How Fayette will profit big from an 8-year-old tax law
State tax credit helps blockbuster studio deal
News broke last week that world-famous Pinewood Studios of London is brokering a deal to develop what would become the largest movie studio in Georgia right in the middle of rural Fayette County ... and a short distance from Piedmont Fayette Hospital.
The groundwork for such a blockbuster is rooted in large part in state tax credits championed by former state Senator Mitch Seabaugh of neighboring Sharpsburg back in 2004.
Seabaugh, who is now the state’s deputy treasurer, recalled that the idea began with a request from Paul Lombardi and Scott Tigchelaar of Raleigh Studios in Senoia as they wanted to involve more students from the Central Education Center career academy in Newnan in their part of the movie business.
The idea blossomed from there, taking Seabaugh to meetings in California with a number of production studios, including Disney, Warner Brothers and Sony Pictures and more. Their big wish was for the tax credit to be simple, Seabaugh said.
“The difference is that our state is not putting out money,” to lure productions here, Seabaugh said. “They come here and spend money and we rebate a portion of the tax revenue they generate in income tax credit.”
The studios can qualify for up to 30 percent in those income tax credits, which is in essence rebated to the studios after the production ends.
“The very important thing is that no tax dollars are laid out for a production to come,” Seabaugh said. “They are only rebated the taxes in part, and extensive studies show there is more tax revenue generated than given back in the tax credits.”
The studios can sell the tax credits to people who have an income tax liability, who use the credit to pay off their taxes, Seabaugh said.
“It is generating jobs and spending that you are now seeing here in a big way,” Seabaugh said. “... Local communities really make out very well because they’re not funding any tax incentive but they are getting local tax revenue as a benefit.
The TV/movie production industry spends money in local restaurants and rental stores, along with home improvement stores for goods used in set design, Seabaugh said. The bigger spinoff however has been that of additional jobs for people who are now moving here.
“There are people living here who have moved to Georgia to make roots, buying homes and putting money throughout the community with money they are spending,” Seabaugh said, citing a stuntman he has met who is moving here from Idaho. “These are people not just coming here and working and spending money, but also coming to live in Georgia because of the production. That’s more money that goes through our economy and helps to generate tax revenues.”
The new jobs are for far more than the theatrical type, Seabaugh noted. That’s because the industry needs technical laborers skilled in carpentry, electronics, cosmetology and food service, to name a few, he added.
The tax credit helped lure Raleigh studios, which has since become the home for “The Walking Dead” television series on AMC, and coincidentally the top-ranked drama on cable television. Many of the scenes from the past season were shot in downtown Senoia, which has come to look the part of a zombie apocalypse with the little touches, including unkempt landscape islands through the heart of town.

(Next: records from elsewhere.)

//! Typed Intermediate Representation (IR)
//!
//! This module defines the validated, typed IR of one DSL compilation unit. The IR is the only
//! input of the code generator:
//!
//! - **Closed**: every node category is a Rust enum; backends match exhaustively.
//! - **Typed**: expressions may carry their resolved type (used for node field mapping, string
//!   concatenation and collection-specific method rewriting).
//! - **Immutable**: codegen only borrows it; both backends read the same instance.
//!
//! ## Pipeline
//!
//! ```text
//! DSL source → front end (parse + typecheck) → IR (JSON) → dualgen → { Babel plugin, SWC plugin }
//! ```
//!
//! The IR derives `serde` so the front end can hand it over as JSON.

pub mod decl;
pub mod expr;
pub mod pattern;
pub mod stmt;
pub mod types;

pub use decl::{
    IrEnum, IrField, IrFunction, IrImpl, IrItem, IrModule, IrParam, IrPlugin, IrStruct, IrTopLevel, IrVariant,
    Receiver, VisitorFlags,
};
pub use expr::{BinaryOp, CompoundOp, IrExpr, IrExprKind, IrFieldInit, IrLiteral, IrMatchArm, UnaryOp};
pub use pattern::{IrFieldPattern, IrPattern, Rest};
pub use stmt::{IrBlock, IrStateField, IrStmt, IrStmtKind, IrTraverse, TraverseVisitor, VerbatimTarget};
pub use types::{CollectionKind, IrType, PrimitiveType};

use serde::{Deserialize, Serialize};
use std::fmt;

/// A complete IR program: import declarations plus exactly one top-level declaration.
#[derive(Debug, Clone, PartialEq, Serialize, Deserialize)]
pub struct IrProgram {
    #[serde(default)]
    pub uses: Vec<IrUse>,
    pub decl: IrTopLevel,
}

impl IrProgram {
    pub fn new(decl: IrTopLevel) -> Self {
        Self { uses: Vec::new(), decl }
    }

    pub fn with_use(mut self, use_decl: IrUse) -> Self {
        self.uses.push(use_decl);
        self
    }

    /// Name of the top-level plugin, writer or module.
    pub fn name(&self) -> &str {
        self.decl.name()
    }

    /// Items of the top-level declaration, in declaration order.
    pub fn items(&self) -> &[IrItem] {
        self.decl.items()
    }
}

/// An import declaration (`use ./helpers.lux::{escape_string};`, `use fs;`).
#[derive(Debug, Clone, PartialEq, Serialize, Deserialize)]
pub struct IrUse {
    pub path: String,
    #[serde(default)]
    pub alias: Option<String>,
    /// Named imports; empty for a whole-module import.
    #[serde(default)]
    pub imports: Vec<String>,
    #[serde(default)]
    pub span: IrSpan,
}

impl IrUse {
    pub fn new(path: impl Into<String>) -> Self {
        Self {
            path: path.into(),
            alias: None,
            imports: Vec::new(),
            span: IrSpan::default(),
        }
    }

    pub fn with_imports<I, S>(mut self, imports: I) -> Self
    where
        I: IntoIterator<Item = S>,
        S: Into<String>,
    {
        self.imports = imports.into_iter().map(Into::into).collect();
        self
    }

    pub fn with_alias(mut self, alias: impl Into<String>) -> Self {
        self.alias = Some(alias.into());
        self
    }
}

/// Source position preserved from the DSL front end (1-based; `0` means unknown).
#[derive(Debug, Clone, Copy, Default, PartialEq, Eq, Hash, Serialize, Deserialize)]
pub struct IrSpan {
    pub line: u32,
    pub column: u32,
}

impl IrSpan {
    pub fn new(line: u32, column: u32) -> Self {
        Self { line, column }
    }

    pub fn is_known(&self) -> bool {
        self.line > 0
    }
}

impl fmt::Display for IrSpan {
    fn fmt(&self, f: &mut fmt::Formatter<'_>) -> fmt::Result {
        write!(f, "{}:{}", self.line, self.column)
    }
}
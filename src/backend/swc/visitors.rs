//! Visitor emission for the SWC backend
//!
//! Plugins implement `VisitMut`; writers implement the read-only `Visit`. Each bound DSL method
//! becomes the matching `visit_mut_*`/`visit_*` hook. Children are visited explicitly:
//!
//! | flags            | hook body                          |
//! |------------------|------------------------------------|
//! | (none)           | body, then `visit_mut_children_with` |
//! | `on_exit`        | `visit_mut_children_with`, then body |
//! | `skip_children`  | body only                          |
//!
//! Inline `traverse` visitors are hoisted to module-level structs (`__InlineVisitor0`) that copy
//! their captured locals.

use std::mem;

use dualgen_core::lang::keywords;
use dualgen_core::lang::node_kinds::{self, NodeKindId};

use super::{FnContext, SwcCodegen};
use crate::backend::Backend;
use crate::backend::emitter::CodeWriter;
use crate::backend::errors::{CodegenError, CodegenResult};
use crate::backend::visitors::{VisitorBinding, VisitorPlan};
use crate::ir::{IrFunction, IrSpan, IrTraverse, IrType, TraverseVisitor};

/// Which lifecycle hooks `visit_mut_program` runs around the traversal.
#[derive(Debug, Clone, Copy, Default, PartialEq, Eq)]
pub(crate) struct Lifecycle {
    pub pre: bool,
    pub exit: bool,
}

impl Lifecycle {
    fn is_active(self) -> bool {
        self.pre || self.exit
    }
}

impl SwcCodegen<'_> {
    pub(crate) fn is_writer(&self) -> bool {
        self.program.decl.is_writer()
    }

    /// `VisitMut`/`Visit`, depending on the program kind.
    pub(crate) fn visit_trait(&self) -> &'static str {
        if self.is_writer() { "Visit" } else { "VisitMut" }
    }

    fn children_call(&self, node: &str) -> String {
        if self.is_writer() {
            format!("{}.visit_children_with(self);", node)
        } else {
            format!("{}.visit_mut_children_with(self);", node)
        }
    }

    /// Emit `impl VisitMut for target { hooks }`.
    pub(crate) fn visitor_impl(
        &mut self,
        w: &mut CodeWriter,
        target: &str,
        plan: &VisitorPlan<'_>,
        lifecycle: Lifecycle,
    ) -> CodegenResult<()> {
        let header = format!("impl {} for {}", self.visit_trait(), target);
        w.try_block(&header, "}", |w| {
            let mut first = true;
            let program_bound = plan
                .visitors
                .iter()
                .any(|(b, _)| b.node_kind == NodeKindId::Program);
            if lifecycle.is_active() && !program_bound {
                self.program_hook(w, lifecycle, None)?;
                first = false;
            }
            for (binding, method) in &plan.visitors {
                if !first {
                    w.blank_line();
                }
                first = false;
                if lifecycle.is_active() && binding.node_kind == NodeKindId::Program {
                    self.program_hook(w, lifecycle, Some((binding, method)))?;
                } else {
                    self.hook(w, binding, method)?;
                }
            }
            Ok(())
        })
    }

    fn hook_signature(&self, binding: &VisitorBinding, param: &str) -> String {
        let info = node_kinds::info_for(binding.node_kind);
        if self.is_writer() {
            format!("fn {}(&mut self, {}: &{})", info.swc_visit_method(), param, info.swc_type)
        } else {
            format!("fn {}(&mut self, {}: &mut {})", info.swc_visit_mut_method(), param, info.swc_type)
        }
    }

    fn hook(&mut self, w: &mut CodeWriter, binding: &VisitorBinding, method: &IrFunction) -> CodegenResult<()> {
        let param = method
            .node_param()
            .map(|p| keywords::escape_rust(&p.name))
            .unwrap_or_else(|| "node".to_string());
        let header = self.hook_signature(binding, &param);
        let children = self.children_call(&param);
        w.try_block(&header, "}", |w| {
            if binding.flags.on_exit && !binding.flags.skip_children {
                w.line(&children);
            }
            self.hook_body(w, binding, method)?;
            if !binding.flags.on_exit && !binding.flags.skip_children {
                w.line(&children);
            }
            Ok(())
        })
    }

    /// `visit_mut_program` running the pre/exit hooks around the traversal.
    fn program_hook(
        &mut self,
        w: &mut CodeWriter,
        lifecycle: Lifecycle,
        bound: Option<(&VisitorBinding, &IrFunction)>,
    ) -> CodegenResult<()> {
        let binding = VisitorBinding {
            method_name: "visit_program".to_string(),
            node_kind: NodeKindId::Program,
            flags: bound.map(|(b, _)| b.flags).unwrap_or_default(),
        };
        let param = bound
            .and_then(|(_, m)| m.node_param())
            .map(|p| keywords::escape_rust(&p.name))
            .unwrap_or_else(|| "node".to_string());
        let header = self.hook_signature(&binding, &param);
        let children = self.children_call(&param);
        w.try_block(&header, "}", |w| {
            if lifecycle.pre {
                w.line("self.pre();");
            }
            if binding.flags.on_exit && !binding.flags.skip_children {
                w.line(&children);
            }
            if let Some((_, method)) = bound {
                self.hook_body(w, &binding, method)?;
            }
            if !binding.flags.on_exit && !binding.flags.skip_children {
                w.line(&children);
            }
            if lifecycle.exit {
                w.line("self.exit();");
            }
            Ok(())
        })
    }

    fn hook_body(
        &mut self,
        w: &mut CodeWriter,
        binding: &VisitorBinding,
        method: &IrFunction,
    ) -> CodegenResult<()> {
        self.locals.push();
        let kind_name = node_kinds::info_for(binding.node_kind).name;
        if let Some(p) = method.node_param() {
            self.locals.declare(&p.name, Some(IrType::named(kind_name)));
        }
        for p in method.params.iter().skip(1) {
            self.locals.declare(&p.name, Some(p.ty.clone()));
        }
        let result = self.block_body(w, &method.body, false);
        self.locals.pop();
        result
    }

    /// Emit a nested traversal at the call site, hoisting inline visitors.
    pub(crate) fn traverse(&mut self, w: &mut CodeWriter, traverse: &IrTraverse, span: IrSpan) -> CodegenResult<()> {
        let target = self.expr(&traverse.target)?;
        let method = if self.is_writer() { "visit_with" } else { "visit_mut_with" };

        match &traverse.visitor {
            TraverseVisitor::Delegated(name) => {
                w.line(&format!("{}.{}(&mut {}::default());", target, method, name));
                Ok(())
            }
            TraverseVisitor::Inline { state, methods } => {
                let mut captured = Vec::with_capacity(traverse.captures.len());
                for capture in &traverse.captures {
                    let ty = self.locals.type_of(capture).cloned().ok_or_else(|| {
                        CodegenError::unsupported(
                            format!("capture `{}` of unknown type in an inline visitor", capture),
                            Backend::Swc,
                            span,
                        )
                    })?;
                    captured.push((capture.clone(), ty.peeled().clone()));
                }

                let n = self.next_visitor;
                self.next_visitor += 1;
                let struct_name = format!("__InlineVisitor{}", n);
                let var = format!("__visitor{}", n);

                let mut inits = Vec::with_capacity(state.len() + captured.len());
                for field in state {
                    let value = match &field.init {
                        Some(init) => self.owned_expr(init)?,
                        None => self.default_value(&field.ty),
                    };
                    inits.push(format!("{}: {}", keywords::escape_rust(&field.name), value));
                }
                for (name, _) in &captured {
                    let name = keywords::escape_rust(name);
                    inits.push(format!("{}: {}.clone()", name, name));
                }

                let mut fields = Vec::with_capacity(inits.len());
                for field in state {
                    fields.push((field.name.clone(), field.ty.clone()));
                }
                fields.extend(captured.iter().cloned());
                let hoisted = self.inline_visitor(&struct_name, &fields, methods, &captured, span)?;
                self.hoisted.push(hoisted);

                let init = match inits.is_empty() {
                    true => struct_name,
                    false => format!("{} {{ {} }}", struct_name, inits.join(", ")),
                };
                w.line(&format!("let mut {} = {};", var, init));
                w.line(&format!("{}.{}(&mut {});", target, method, var));
                Ok(())
            }
        }
    }

    fn inline_visitor(
        &mut self,
        name: &str,
        fields: &[(String, IrType)],
        methods: &[IrFunction],
        captured: &[(String, IrType)],
        span: IrSpan,
    ) -> CodegenResult<String> {
        let mut w = self.writer();
        match fields.is_empty() {
            true => w.line(&format!("struct {};", name)),
            false => {
                let mut lines = Vec::with_capacity(fields.len());
                for (field, ty) in fields {
                    lines.push(format!("{}: {},", keywords::escape_rust(field), self.type_name(ty, span)?));
                }
                w.block(&format!("struct {}", name), "}", |w| {
                    w.lines(lines.iter().map(String::as_str));
                });
            }
        }

        let saved_ctx = mem::replace(
            &mut self.ctx,
            FnContext {
                captures: captured.iter().map(|(n, _)| n.clone()).collect(),
            },
        );
        let mut locals = self.locals.detached();
        locals.declare_fields(name, fields.iter().cloned());
        locals.push();
        locals.declare("self", Some(IrType::named(name)));
        for (capture, ty) in captured {
            locals.declare(capture, Some(ty.clone()));
        }
        let saved_locals = mem::replace(&mut self.locals, locals);

        let plan = VisitorPlan::from_methods(methods);
        self.warnings.extend(plan.warnings.iter().cloned());
        let result = (|| {
            if !plan.helpers.is_empty() {
                w.blank_line();
                w.try_block(&format!("impl {}", name), "}", |w| {
                    for (idx, helper) in plan.helpers.iter().enumerate() {
                        if idx > 0 {
                            w.blank_line();
                        }
                        self.function(w, helper, false)?;
                    }
                    Ok(())
                })?;
            }
            w.blank_line();
            self.visitor_impl(&mut w, name, &plan, Lifecycle::default())
        })();

        self.locals = saved_locals;
        self.ctx = saved_ctx;
        result?;
        Ok(w.finish())
    }
}

#[cfg(test)]
mod tests {
    use super::*;
    use crate::backend::detection::detect;
    use crate::config::CodegenConfig;
    use crate::ir::{IrBlock, IrExpr, IrItem, IrParam, IrPlugin, IrProgram, IrStmt, IrTopLevel, VisitorFlags};

    fn plugin_with(method: IrFunction) -> IrProgram {
        IrProgram::new(IrTopLevel::Plugin(IrPlugin::new("P", vec![IrItem::Function(method)])))
    }

    fn swc_code(program: &IrProgram) -> String {
        let detection = detect(program);
        let config = CodegenConfig::default();
        SwcCodegen::new(program, &detection, &config)
            .generate()
            .expect("swc output")
            .code
    }

    #[test]
    fn test_on_exit_visits_children_first() {
        let mut method = IrFunction::new(
            "visit_call_expression",
            vec![IrParam::new("node", IrType::named("CallExpression"))],
            IrBlock::new(vec![IrStmt::expr(IrExpr::macro_call("println", vec![IrExpr::string("exit")]))]),
        );
        method.visitor = VisitorFlags {
            on_exit: true,
            skip_children: false,
        };
        let code = swc_code(&plugin_with(method));
        assert!(
            code.contains(
                "    fn visit_mut_call_expr(&mut self, node: &mut CallExpr) {\n        node.visit_mut_children_with(self);\n        println!(\"exit\");\n    }"
            ),
            "{}",
            code
        );
    }

    #[test]
    fn test_skip_children_has_no_descent() {
        let mut method = IrFunction::new(
            "visit_identifier",
            vec![IrParam::new("node", IrType::named("Identifier"))],
            IrBlock::default(),
        );
        method.visitor.skip_children = true;
        let code = swc_code(&plugin_with(method));
        assert!(code.contains("fn visit_mut_ident(&mut self, node: &mut Ident) {\n    }"), "{}", code);
    }
}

Seabaugh said he has been to “The Walking Dead” set several times, noting in particular a barn that was built from scratch to look like a 70-year old farmhouse. Yet he is reticent to take sole credit for the tax credit concept that has brought Georgia back to fourth in the nation as a site for TV and movie production.
The idea was really rooted with Tigchelaar and Lombardi, Seabaugh said. Beyond that, “it took a lot of people to make it be a successful program,” he added.
“I’m glad to see a lot of people stand back and smile and say, ‘That’s one of the really good things we’ve done over the past few years,’” Seabaugh said, adding that he is particularly excited about the creation of jobs in the state.
“This is one of many things I feel very good looking back and feel very fortunate to have had the opportunity to be a part of,” Seabaugh said.
Pinewood Studios is perhaps best known for its role in the James Bond film series, and the company plans to initially build five state of the art sound stages and ancillary development for a total investment of $20 million. The hope is for construction to start this spring if permits are approved.
Preliminary ideas for the $20 million development include production offices, initial production stages, a mill works shop, a film school, a continuing education center, administration offices and a catering and culinary school, The Citizen has learned. While the studio has a reputation for world-class films, the Fayette location would focus on high quality television productions.
Upwards of 500,000 square feet of sound stages, production facilities and ancillary offices are envisioned for the site, The Citizen has learned. The rezoning plans show at least eight such larger structures in addition to clusters of smaller buildings. Zoning being sought is GB (general business).
Preliminary plans ask for rezoning to accommodate 381 paved parking spaces.
The 30-acre campus of River’s Elementary School will also play a role in the overall development, although no final deal has been reached on the property owned by the Fayette County Board of Education. The elementary school is expected to receive a makeover and become a campus of Savannah College of Arts and Design, though talks are active with other higher learning institutions, according to the Fayette County Development Authority.
“Future development plans do include the establishment of a professional film production school in partnership with the studio to help grow Georgia’s film workforce,” according to an FCDA news release.